## About this exercise
Scan the entries for the word "current". Every line that has it should be copied.

## Available records

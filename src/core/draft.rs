//! Wizard drafts and their persistence
//!
//! A [`Draft`] maps every section id to that section's committed data, or
//! `null` while the section is incomplete. Stores keep one draft under a
//! fixed key; unreadable content loads as "no draft".

use serde::{Deserialize, Serialize};
use serde_json::{Map, Value};
use std::io::Write;
use std::path::{Path, PathBuf};
use std::sync::Mutex;
use tempfile::NamedTempFile;
use thiserror::Error;
use tracing::{debug, warn};

/// Committed section data keyed by section id
#[derive(Debug, Clone, Default, PartialEq, Serialize, Deserialize)]
#[serde(transparent)]
pub struct Draft {
    sections: Map<String, Value>,
}

impl Draft {
    /// An empty draft with a `null` entry per section
    pub fn for_sections<'a>(ids: impl IntoIterator<Item = &'a str>) -> Self {
        Self {
            sections: ids.into_iter().map(|id| (id.to_string(), Value::Null)).collect(),
        }
    }

    /// Committed data for a section; `None` while incomplete
    pub fn get(&self, id: &str) -> Option<&Value> {
        self.sections.get(id).filter(|v| !v.is_null())
    }

    pub fn is_complete(&self, id: &str) -> bool {
        self.get(id).is_some()
    }

    /// Replace a section's entry as a whole
    pub fn commit(&mut self, id: &str, data: Value) {
        self.sections.insert(id.to_string(), data);
    }

    /// Reset a section's entry to `null`
    pub fn uncommit(&mut self, id: &str) {
        self.sections.insert(id.to_string(), Value::Null);
    }

    /// Entries in insertion order, including incomplete ones
    pub fn entries(&self) -> impl Iterator<Item = (&str, Option<&Value>)> {
        self.sections
            .iter()
            .map(|(id, v)| (id.as_str(), Some(v).filter(|v| !v.is_null())))
    }

    pub fn completed_count(&self) -> usize {
        self.sections.values().filter(|v| !v.is_null()).count()
    }

    pub fn to_value(&self) -> Value {
        Value::Object(self.sections.clone())
    }
}

#[derive(Debug, Error)]
pub enum DraftStoreError {
    #[error("failed to write draft to {path}: {source}")]
    Io {
        path: PathBuf,
        #[source]
        source: std::io::Error,
    },

    #[error("failed to serialize draft: {0}")]
    Serialize(#[from] serde_json::Error),
}

/// Persistence for the in-progress draft
pub trait DraftStore: Send + Sync {
    /// Overwrite the saved draft
    fn save(&self, draft: &Draft) -> Result<(), DraftStoreError>;

    /// The saved draft, or `None` if nothing usable is stored
    fn load(&self) -> Option<Draft>;

    /// Remove the saved draft; clearing an empty store is a no-op
    fn clear(&self) -> Result<(), DraftStoreError>;
}

/// Parse stored draft text, treating corrupt content as absent
fn decode(raw: &str, origin: &str) -> Option<Draft> {
    match serde_json::from_str::<Draft>(raw) {
        Ok(draft) => Some(draft),
        Err(e) => {
            warn!(origin, error = %e, "ignoring corrupt draft");
            None
        }
    }
}

/// Draft stored as `<dir>/<key>.json`
#[derive(Debug, Clone)]
pub struct FileDraftStore {
    dir: PathBuf,
    key: String,
}

impl FileDraftStore {
    pub fn new(dir: impl Into<PathBuf>, key: impl Into<String>) -> Self {
        Self {
            dir: dir.into(),
            key: key.into(),
        }
    }

    pub fn path(&self) -> PathBuf {
        self.dir.join(format!("{}.json", self.key))
    }

    fn io_error(path: &Path, source: std::io::Error) -> DraftStoreError {
        DraftStoreError::Io {
            path: path.to_path_buf(),
            source,
        }
    }
}

impl DraftStore for FileDraftStore {
    fn save(&self, draft: &Draft) -> Result<(), DraftStoreError> {
        let path = self.path();
        std::fs::create_dir_all(&self.dir).map_err(|e| Self::io_error(&self.dir, e))?;

        // The temp file is removed on drop unless persisted, so a failed
        // write never leaves a partial draft behind.
        let mut tmp = NamedTempFile::new_in(&self.dir).map_err(|e| Self::io_error(&self.dir, e))?;
        serde_json::to_writer_pretty(&mut tmp, draft)?;
        tmp.flush().map_err(|e| Self::io_error(tmp.path(), e))?;
        tmp.persist(&path)
            .map_err(|e| Self::io_error(&path, e.error))?;

        debug!(path = %path.display(), sections = draft.completed_count(), "saved draft");
        Ok(())
    }

    fn load(&self) -> Option<Draft> {
        let path = self.path();
        match std::fs::read_to_string(&path) {
            Ok(raw) => decode(&raw, &path.display().to_string()),
            Err(e) if e.kind() == std::io::ErrorKind::NotFound => None,
            Err(e) => {
                warn!(path = %path.display(), error = %e, "unable to read draft");
                None
            }
        }
    }

    fn clear(&self) -> Result<(), DraftStoreError> {
        let path = self.path();
        match std::fs::remove_file(&path) {
            Ok(()) => {
                debug!(path = %path.display(), "cleared draft");
                Ok(())
            }
            Err(e) if e.kind() == std::io::ErrorKind::NotFound => Ok(()),
            Err(e) => Err(Self::io_error(&path, e)),
        }
    }
}

/// Process-local store; nothing reaches the disk
#[derive(Debug, Default)]
pub struct MemoryDraftStore {
    slot: Mutex<Option<String>>,
}

impl MemoryDraftStore {
    pub fn new() -> Self {
        Self::default()
    }

    /// Seed the store with raw serialized content
    pub fn with_raw(raw: impl Into<String>) -> Self {
        Self {
            slot: Mutex::new(Some(raw.into())),
        }
    }

    fn slot(&self) -> std::sync::MutexGuard<'_, Option<String>> {
        self.slot.lock().unwrap_or_else(|e| e.into_inner())
    }
}

impl DraftStore for MemoryDraftStore {
    fn save(&self, draft: &Draft) -> Result<(), DraftStoreError> {
        let raw = serde_json::to_string(draft)?;
        *self.slot() = Some(raw);
        Ok(())
    }

    fn load(&self) -> Option<Draft> {
        let raw = self.slot().clone()?;
        decode(&raw, "memory")
    }

    fn clear(&self) -> Result<(), DraftStoreError> {
        *self.slot() = None;
        Ok(())
    }
}
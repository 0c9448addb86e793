//! Funding request entity and its status machine
//!
//! A founder asks one investor for funding; the investor then moves the
//! request through review. `funded` and `rejected` are terminal: once a
//! request reaches either, only a same-status update is accepted.
//! Intermediate states may be skipped (e.g. `pending` straight to `funded`).

use chrono::{DateTime, Utc};
use serde::{Deserialize, Serialize};
use thiserror::Error;

use crate::core::identity::RecordId;

/// Review status of a funding request
#[derive(Debug, Clone, Copy, PartialEq, Eq, Hash, PartialOrd, Ord, Serialize, Deserialize, Default)]
#[serde(rename_all = "snake_case")]
pub enum FundingStatus {
    #[default]
    Pending,
    Verified,
    InMeeting,
    InDiscussion,
    Funded,
    Rejected,
}

impl FundingStatus {
    pub fn as_str(&self) -> &'static str {
        match self {
            FundingStatus::Pending => "pending",
            FundingStatus::Verified => "verified",
            FundingStatus::InMeeting => "in_meeting",
            FundingStatus::InDiscussion => "in_discussion",
            FundingStatus::Funded => "funded",
            FundingStatus::Rejected => "rejected",
        }
    }

    pub fn all() -> &'static [FundingStatus] {
        &[
            FundingStatus::Pending,
            FundingStatus::Verified,
            FundingStatus::InMeeting,
            FundingStatus::InDiscussion,
            FundingStatus::Funded,
            FundingStatus::Rejected,
        ]
    }

    /// Whether no further transition is permitted from this status
    pub fn is_terminal(&self) -> bool {
        matches!(self, FundingStatus::Funded | FundingStatus::Rejected)
    }

    /// Check a status update against the terminal-state rule
    pub fn check_transition(self, to: FundingStatus) -> Result<(), TerminalStateError> {
        if self.is_terminal() && self != to {
            return Err(TerminalStateError {
                current: self,
                requested: to,
            });
        }
        Ok(())
    }
}

impl std::fmt::Display for FundingStatus {
    fn fmt(&self, f: &mut std::fmt::Formatter<'_>) -> std::fmt::Result {
        f.write_str(self.as_str())
    }
}

impl std::str::FromStr for FundingStatus {
    type Err = String;

    fn from_str(s: &str) -> Result<Self, Self::Err> {
        match s.to_lowercase().replace('-', "_").as_str() {
            "pending" => Ok(FundingStatus::Pending),
            "verified" => Ok(FundingStatus::Verified),
            "in_meeting" => Ok(FundingStatus::InMeeting),
            "in_discussion" => Ok(FundingStatus::InDiscussion),
            "funded" => Ok(FundingStatus::Funded),
            "rejected" => Ok(FundingStatus::Rejected),
            _ => Err(format!(
                "Unknown status: {} (valid: pending, verified, in_meeting, in_discussion, funded, rejected)",
                s
            )),
        }
    }
}

/// A status update attempted from a terminal status
#[derive(Debug, Clone, Copy, PartialEq, Eq, Error)]
#[error("Cannot change status once {current} (requested: {requested})")]
pub struct TerminalStateError {
    pub current: FundingStatus,
    pub requested: FundingStatus,
}

/// A founder's request for funding from one investor
#[derive(Debug, Clone, PartialEq, Serialize, Deserialize)]
pub struct FundingRequest {
    pub id: RecordId,
    pub startup: RecordId,
    pub investor: RecordId,
    pub status: FundingStatus,

    #[serde(default, skip_serializing_if = "Option::is_none")]
    pub notes: Option<String>,

    #[serde(default, skip_serializing_if = "Option::is_none")]
    pub meeting_schedule: Option<DateTime<Utc>>,

    pub created: DateTime<Utc>,
    pub updated: DateTime<Utc>,
}

/// Per-status request counts for the investor dashboard
#[derive(Debug, Clone, Copy, Default, PartialEq, Eq, Serialize, Deserialize)]
pub struct StatusCounts {
    pub pending: u64,
    pub verified: u64,
    pub in_meeting: u64,
    pub in_discussion: u64,
    pub funded: u64,
    pub rejected: u64,
}

impl StatusCounts {
    pub fn get(&self, status: FundingStatus) -> u64 {
        match status {
            FundingStatus::Pending => self.pending,
            FundingStatus::Verified => self.verified,
            FundingStatus::InMeeting => self.in_meeting,
            FundingStatus::InDiscussion => self.in_discussion,
            FundingStatus::Funded => self.funded,
            FundingStatus::Rejected => self.rejected,
        }
    }

    pub fn add(&mut self, status: FundingStatus, count: u64) {
        match status {
            FundingStatus::Pending => self.pending += count,
            FundingStatus::Verified => self.verified += count,
            FundingStatus::InMeeting => self.in_meeting += count,
            FundingStatus::InDiscussion => self.in_discussion += count,
            FundingStatus::Funded => self.funded += count,
            FundingStatus::Rejected => self.rejected += count,
        }
    }

    pub fn total(&self) -> u64 {
        FundingStatus::all().iter().map(|s| self.get(*s)).sum()
    }
}

#[cfg(test)]
mod tests {
    use super::*;

    #[test]
    fn test_status_parse_display_roundtrip() {
        for status in FundingStatus::all() {
            assert_eq!(status.to_string().parse::<FundingStatus>().unwrap(), *status);
        }
        assert_eq!("in-meeting".parse::<FundingStatus>().unwrap(), FundingStatus::InMeeting);
        assert!("closed".parse::<FundingStatus>().is_err());
    }

    #[test]
    fn test_terminal_statuses() {
        let terminal: Vec<_> = FundingStatus::all().iter().filter(|s| s.is_terminal()).collect();
        assert_eq!(terminal, vec![&FundingStatus::Funded, &FundingStatus::Rejected]);
    }

    #[test]
    fn test_funded_cannot_move_to_verified() {
        let err = FundingStatus::Funded
            .check_transition(FundingStatus::Verified)
            .unwrap_err();
        assert_eq!(err.current, FundingStatus::Funded);
        assert_eq!(err.requested, FundingStatus::Verified);
    }

    #[test]
    fn test_terminal_same_status_is_allowed() {
        assert!(FundingStatus::Funded.check_transition(FundingStatus::Funded).is_ok());
        assert!(FundingStatus::Rejected.check_transition(FundingStatus::Rejected).is_ok());
    }

    #[test]
    fn test_non_terminal_may_skip_states() {
        assert!(FundingStatus::Pending.check_transition(FundingStatus::Funded).is_ok());
        assert!(FundingStatus::InDiscussion.check_transition(FundingStatus::Pending).is_ok());
    }

    #[test]
    fn test_status_counts() {
        let mut counts = StatusCounts::default();
        counts.add(FundingStatus::Pending, 2);
        counts.add(FundingStatus::Funded, 1);
        assert_eq!(counts.get(FundingStatus::Pending), 2);
        assert_eq!(counts.get(FundingStatus::Rejected), 0);
        assert_eq!(counts.total(), 3);
    }
}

## Output of the task
                current: self,
#[error("Cannot change status once {current} (requested: {requested})")]
    pub current: FundingStatus,
        assert_eq!(err.current, FundingStatus::Funded);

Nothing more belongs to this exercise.